Le transport de marchandises, grand oublié des politiques de mobilité urbaine

Le transport de marchandises, grand oublié des politiques de mobilité urbaine

10.01.2020

Environnement

Un rapport présenté en novembre souligne qu’il y a urgence à intégrer les livraisons dans la réglementation et les pratiques de circulation. En ville, les professionnels doivent s’organiser pour optimiser leurs déplacements. Ils ont aussi intérêt à se faire entendre par des collectivités qui sous-estiment leur impact.

"La loi d’orientation des mobilités n’est pas à la hauteur de ce que l’on pouvait attendre.

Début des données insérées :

//! Partitioned key-value store layer.
//!
//! # Responsibility
//! - Own every read/write against the physical key-value namespace.
//! - Map "logical key + active school" to a physical storage key.
//!
//! # Invariants
//! - No component above this layer constructs a physical key string.
//! - Quota-rejected writes never partially apply.
//! - Corrupted stored values degrade to the caller's default, never panic
//!   or surface as errors.

use crate::db::DbError;
use std::error::Error;
use std::fmt::{Display, Formatter};

pub mod backend;
pub mod keys;
mod namespaced;

pub use backend::{KvBackend, MemoryKvBackend, SqliteKvBackend};
pub use keys::TypedKey;
pub use namespaced::NamespacedStore;

pub type StoreResult<T> = Result<T, StoreError>;

/// Store-layer error for encoding and physical persistence failures.
#[derive(Debug)]
pub enum StoreError {
    Db(DbError),
    /// The physical store is full; the write was not applied.
    Quota { key: String },
    /// The value could not be serialized to the textual encoding.
    Data { key: String, message: String },
}

impl Display for StoreError {
    fn fmt(&self, f: &mut Formatter<'_>) -> std::fmt::Result {
        match self {
            Self::Db(err) => write!(f, "{err}"),
            Self::Quota { key } => write!(
                f,
                "storage quota exceeded while writing `{key}`; remove unused entries and retry"
            ),
            Self::Data { key, message } => {
                write!(f, "value for `{key}` cannot be serialized: {message}")
            }
        }
    }
}

impl Error for StoreError {
    fn source(&self) -> Option<&(dyn Error + 'static)> {
        match self {
            Self::Db(err) => Some(err),
            Self::Quota { .. } => None,
            Self::Data { .. } => None,
        }
    }
}

impl From<DbError> for StoreError {
    fn from(value: DbError) -> Self {
        Self::Db(value)
    }
}

impl From<rusqlite::Error> for StoreError {
    fn from(value: rusqlite::Error) -> Self {
        Self::Db(DbError::Sqlite(value))
    }
}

Elle est même une illustration du fait que la logistique arrive toujours après." Chercheuse à l’'Institut français des sciences et technologies des transports, de l'aménagement et des réseaux (Ifsttar), Adeline Heitz a salué à sa manière le texte adopté mardi 19 novembre. Hasard du calendrier, elle présentait au même moment une étude sur "la mobilité des marchandises dans une ville durable" au salon des maires et des collectivités locales.

Basé sur vingt cas pratiques et des configurations géographiques les plus diverses (de Lens au Creusot en passant par Lyon et Paris), le rapport qui en découle souligne que les documents réglementaires comme les politiques de voirie ou de réduction des émissions de gaz à effet de serre se focalisent beaucoup trop sur les déplacements personnels. Une aberration dans un contexte urbain où on laisse de moins en moins de place à la voiture, mais où l’on connaît une explosion des livraisons à domicile.

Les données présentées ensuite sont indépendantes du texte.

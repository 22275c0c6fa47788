//! School-scoped view over the physical key-value namespace.
//!
//! # Responsibility
//! - Resolve the active namespace prefix on every access.
//! - Encode/decode values to the JSON textual encoding.
//! - Emit keyed change notifications after every successful write.
//!
//! # Invariants
//! - Scoped and global accessors never observe each other's keys unless the
//!   active school is the default one (legacy namespace).
//! - A failed write never emits a notification.
//! - Decode failures degrade to the caller's default and are logged.

use crate::bus::{ChangeBus, ChangeEvent};
use crate::store::keys::{self, TypedKey, LEGACY_PREFIX, SCHOOL_DATA_PREFIX};
use crate::store::{KvBackend, StoreError, StoreResult};
use log::{error, warn};
use serde::de::DeserializeOwned;
use serde::Serialize;
use std::rc::Rc;

/// The single component permitted to touch the physical store.
///
/// Shared via `Rc` and injected into every service built on top of it.
pub struct NamespacedStore {
    backend: Box<dyn KvBackend>,
    bus: Rc<ChangeBus>,
}

impl NamespacedStore {
    pub fn new(backend: Box<dyn KvBackend>, bus: Rc<ChangeBus>) -> Self {
        Self { backend, bus }
    }

    /// The change bus this store notifies.
    pub fn bus(&self) -> &Rc<ChangeBus> {
        &self.bus
    }

    /// Resolves the physical prefix for the current context.
    ///
    /// Order: active-school pointer, then the legacy active-school config
    /// (migration path), then the fixed legacy prefix. A pointer at the
    /// default school addresses the legacy namespace directly.
    pub fn active_prefix(&self) -> String {
        if let Some(id) = self.read_global_quietly(&keys::ACTIVE_SCHOOL_ID) {
            if id.is_default() {
                return LEGACY_PREFIX.to_string();
            }
            return format!("{SCHOOL_DATA_PREFIX}{id}_");
        }

        if let Some(school) = self.read_global_quietly(&keys::ACTIVE_SCHOOL_CONFIG) {
            if !school.id.is_default() {
                return format!("{SCHOOL_DATA_PREFIX}{}_", school.id);
            }
        }

        LEGACY_PREFIX.to_string()
    }

    /// Reads a scoped key, falling back to `default` when the key is
    /// missing or its stored value is corrupt.
    pub fn get<T: DeserializeOwned>(&self, key: &TypedKey<T>, default: T) -> StoreResult<T> {
        Ok(self.get_opt(key)?.unwrap_or(default))
    }

    /// Reads a scoped key; `None` when missing or corrupt.
    pub fn get_opt<T: DeserializeOwned>(&self, key: &TypedKey<T>) -> StoreResult<Option<T>> {
        let physical = format!("{}{}", self.active_prefix(), key.name());
        self.read_physical(&physical)
    }

    /// Writes a scoped key and emits its keyed change notification.
    pub fn set<T: Serialize>(&self, key: &TypedKey<T>, value: &T) -> StoreResult<()> {
        let physical = format!("{}{}", self.active_prefix(), key.name());
        self.write_physical(key.name(), &physical, value)?;
        self.bus.emit(&ChangeEvent::KeyUpdated {
            key: key.name().to_string(),
        });
        Ok(())
    }

    /// Removes a scoped key.
    pub fn remove<T>(&self, key: &TypedKey<T>) -> StoreResult<()> {
        let physical = format!("{}{}", self.active_prefix(), key.name());
        self.backend.remove(&physical)
    }

    /// Reads a global (unscoped) key with a fallback default.
    pub fn get_global<T: DeserializeOwned>(
        &self,
        key: &TypedKey<T>,
        default: T,
    ) -> StoreResult<T> {
        Ok(self.get_global_opt(key)?.unwrap_or(default))
    }

    /// Reads a global (unscoped) key; `None` when missing or corrupt.
    pub fn get_global_opt<T: DeserializeOwned>(
        &self,
        key: &TypedKey<T>,
    ) -> StoreResult<Option<T>> {
        let physical = format!("{LEGACY_PREFIX}{}", key.name());
        self.read_physical(&physical)
    }

    /// Writes a global key and emits its keyed change notification.
    pub fn set_global<T: Serialize>(&self, key: &TypedKey<T>, value: &T) -> StoreResult<()> {
        let physical = format!("{LEGACY_PREFIX}{}", key.name());
        self.write_physical(key.name(), &physical, value)?;
        self.bus.emit(&ChangeEvent::GlobalKeyUpdated {
            key: key.name().to_string(),
        });
        Ok(())
    }

    /// Removes a global key.
    pub fn remove_global<T>(&self, key: &TypedKey<T>) -> StoreResult<()> {
        let physical = format!("{LEGACY_PREFIX}{}", key.name());
        self.backend.remove(&physical)
    }

    /// Enumerates logical keys of the active namespace starting with
    /// `logical_prefix`.
    pub fn keys_in_namespace(&self, logical_prefix: &str) -> StoreResult<Vec<String>> {
        let namespace = self.active_prefix();
        let physical_prefix = format!("{namespace}{logical_prefix}");
        let keys = self.backend.keys_with_prefix(&physical_prefix)?;
        Ok(keys
            .into_iter()
            .filter_map(|k| k.strip_prefix(&namespace).map(str::to_string))
            .collect())
    }

    /// Enumerates logical keys present in the legacy namespace starting
    /// with `logical_prefix`. Used by the legacy data migration.
    pub(crate) fn legacy_keys(&self, logical_prefix: &str) -> StoreResult<Vec<String>> {
        let physical_prefix = format!("{LEGACY_PREFIX}{logical_prefix}");
        let keys = self.backend.keys_with_prefix(&physical_prefix)?;
        Ok(keys
            .into_iter()
            .filter_map(|k| k.strip_prefix(LEGACY_PREFIX).map(str::to_string))
            .collect())
    }

    /// Copies the raw value of one legacy logical key into the target
    /// school's namespace without re-encoding, skipping occupied targets.
    ///
    /// Returns whether a copy happened. Used by the legacy data migration.
    pub(crate) fn copy_legacy_key_to_school(
        &self,
        logical_key: &str,
        school_id_prefix: &str,
    ) -> StoreResult<bool> {
        let source = format!("{LEGACY_PREFIX}{logical_key}");
        let target = format!("{school_id_prefix}{logical_key}");

        let Some(raw) = self.backend.read(&source)? else {
            return Ok(false);
        };
        if self.backend.read(&target)?.is_some() {
            return Ok(false);
        }

        self.backend.write(&target, &raw)?;
        Ok(true)
    }

    fn read_physical<T: DeserializeOwned>(&self, physical: &str) -> StoreResult<Option<T>> {
        let Some(raw) = self.backend.read(physical)? else {
            return Ok(None);
        };
        match serde_json::from_str(&raw) {
            Ok(value) => Ok(Some(value)),
            Err(err) => {
                warn!(
                    "event=kv_decode module=store status=error error_code=corrupt_value key={physical} fallback=default error={err}"
                );
                Ok(None)
            }
        }
    }

    /// Like `read_physical` but also swallows backend errors; used only by
    /// prefix resolution, which must never fail.
    fn read_global_quietly<T: DeserializeOwned>(&self, key: &TypedKey<T>) -> Option<T> {
        let physical = format!("{LEGACY_PREFIX}{}", key.name());
        match self.read_physical(&physical) {
            Ok(value) => value,
            Err(err) => {
                error!(
                    "event=kv_read module=store status=error error_code=prefix_lookup_failed key={physical} error={err}"
                );
                None
            }
        }
    }

    fn write_physical<T: Serialize>(
        &self,
        logical: &str,
        physical: &str,
        value: &T,
    ) -> StoreResult<()> {
        let encoded = serde_json::to_string(value).map_err(|err| StoreError::Data {
            key: logical.to_string(),
            message: err.to_string(),
        })?;

        if let Err(err) = self.backend.write(physical, &encoded) {
            let code = match &err {
                StoreError::Quota { .. } => "quota_exceeded",
                _ => "write_failed",
            };
            error!(
                "event=kv_write module=store status=error error_code={code} key={physical} error={err}"
            );
            return Err(err);
        }
        Ok(())
    }
}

Un transport en commun logistique

"Les élus ne sont pas forcément au fait de ces questions qui ne les passionnent pas", reconnaît Jean-Philippe Elie, conseiller municipal à Courbevoie, conscient qu’il va falloir se retrousser les manches.

"On ne pourra pas multiplier les livraisons avec des véhicules à moitié vides, poursuit-il. Avec Amazon par exemple, personne ne paie le vrai prix du transport".

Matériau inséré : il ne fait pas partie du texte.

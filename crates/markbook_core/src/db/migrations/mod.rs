//! SQLite migration registry and executor.
//!
//! # Responsibility
//! - Register schema migrations in strictly increasing order.
//! - Apply pending migrations atomically.
//!
//! # Invariants
//! - `version` values must remain monotonic.
//! - Applied migration version is mirrored to `PRAGMA user_version`.

use crate::db::{DbError, DbResult};
use rusqlite::Connection;

#[derive(Debug, Clone, Copy)]
struct Migration {
    version: u32,
    sql: &'static str,
}

const MIGRATIONS: &[Migration] = &[Migration {
    version: 1,
    sql: include_str!("0001_kv_store.sql"),
}];

/// Returns the latest migration version known by this binary.
pub fn latest_version() -> u32 {
    MIGRATIONS.last().map_or(0, |migration| migration.version)
}

/// Applies all pending migrations on the provided connection.
pub fn apply_migrations(conn: &mut Connection) -> DbResult<()> {
    let current_version = current_user_version(conn)?;
    let latest = latest_version();

    if current_version > latest {
        return Err(DbError::UnsupportedSchemaVersion {
            db_version: current_version,
            latest_supported: latest,
        });
    }

    if current_version == latest {
        return Ok(());
    }

    let tx = conn.transaction()?;
    for migration in MIGRATIONS {
        if migration.version <= current_version {
            continue;
        }

        tx.execute_batch(migration.sql)?;
        tx.execute_batch(&format!("PRAGMA user_version = {};", migration.version))?;
    }
    tx.commit()?;

    Ok(())
}

fn current_user_version(conn: &Connection) -> DbResult<u32> {
    let version = conn.query_row("PRAGMA user_version;", [], |row| row.get::<_, u32>(0))?;
    Ok(version)
}
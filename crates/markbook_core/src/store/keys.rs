//! Logical key registry and namespace prefixes.
//!
//! # Responsibility
//! - Pair every well-known logical key with the type stored under it.
//! - Define the physical prefix constants of the partitioning scheme.
//!
//! # Invariants
//! - Global keys are always resolved under the legacy prefix.
//! - `results_<examId>` keys are the only dynamically-named logical keys.

use crate::model::catalog::{AcademicYear, ExamType};
use crate::model::exam::{Exam, ExamId, ExamMeta};
use crate::model::result::ResultSet;
use crate::model::school::{School, SchoolId};
use std::borrow::Cow;
use std::marker::PhantomData;

/// Fixed prefix of the legacy un-partitioned namespace; also hosts every
/// global (unscoped) key.
pub const LEGACY_PREFIX: &str = "mhm_v2_";

/// Prefix stem of per-school namespaces: `school_<id>_`.
pub const SCHOOL_DATA_PREFIX: &str = "school_";

/// A logical key bound to the type persisted under it.
///
/// Replaces the original's untyped string keys with a compile-time schema:
/// reading `EXAMS` can only ever decode to `Vec<Exam>`.
#[derive(Debug, Clone)]
pub struct TypedKey<T> {
    name: Cow<'static, str>,
    _marker: PhantomData<fn() -> T>,
}

impl<T> TypedKey<T> {
    pub const fn new(name: &'static str) -> Self {
        Self {
            name: Cow::Borrowed(name),
            _marker: PhantomData,
        }
    }

    pub fn owned(name: String) -> Self {
        Self {
            name: Cow::Owned(name),
            _marker: PhantomData,
        }
    }

    pub fn name(&self) -> &str {
        &self.name
    }
}

/// Global: the list of registered schools.
pub const SCHOOL_LIST: TypedKey<Vec<School>> = TypedKey::new("school_list");

/// Global: pointer to the active school.
pub const ACTIVE_SCHOOL_ID: TypedKey<SchoolId> = TypedKey::new("active_school_id");

/// Global, legacy: full active-school record written by the previous
/// single-school scheme; read only as a migration fallback.
pub const ACTIVE_SCHOOL_CONFIG: TypedKey<School> = TypedKey::new("active_school_config");

/// Scoped: academic year catalog of the active school.
pub const ACADEMIC_YEARS: TypedKey<Vec<AcademicYear>> = TypedKey::new("academic_years");

/// Scoped: exam type catalog of the active school.
pub const EXAM_TYPES: TypedKey<Vec<ExamType>> = TypedKey::new("exam_types");

/// Scoped: exam catalog of the active school.
pub const EXAMS: TypedKey<Vec<Exam>> = TypedKey::new("exams");

/// Scoped: derived exam selector list consumed by result lookup.
pub const EXAM_META: TypedKey<Vec<ExamMeta>> = TypedKey::new("exam_results_exams");

/// Stem of per-exam result set keys.
pub const RESULTS_KEY_PREFIX: &str = "results_";

/// Scoped: the result set of one exam.
pub fn results(exam_id: &ExamId) -> TypedKey<ResultSet> {
    TypedKey::owned(format!("{RESULTS_KEY_PREFIX}{exam_id}"))
}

À la Confédération française du commerce de gros et international qui cosigne le rapport, on ne peut qu’applaudir. "Il faudrait faire une différence entre celui qui ne livre que ses produits et ceux qui s’organisent pour organiser le transport en commun des marchandises", suggère Eric Decroix qui préside la commission transport et logistique de la CGI. Une entreprise qui a pris soin d’optimiser ses livraisons ne pourrait-elle pas emprunter des voies réservées ou travailler de nuit ?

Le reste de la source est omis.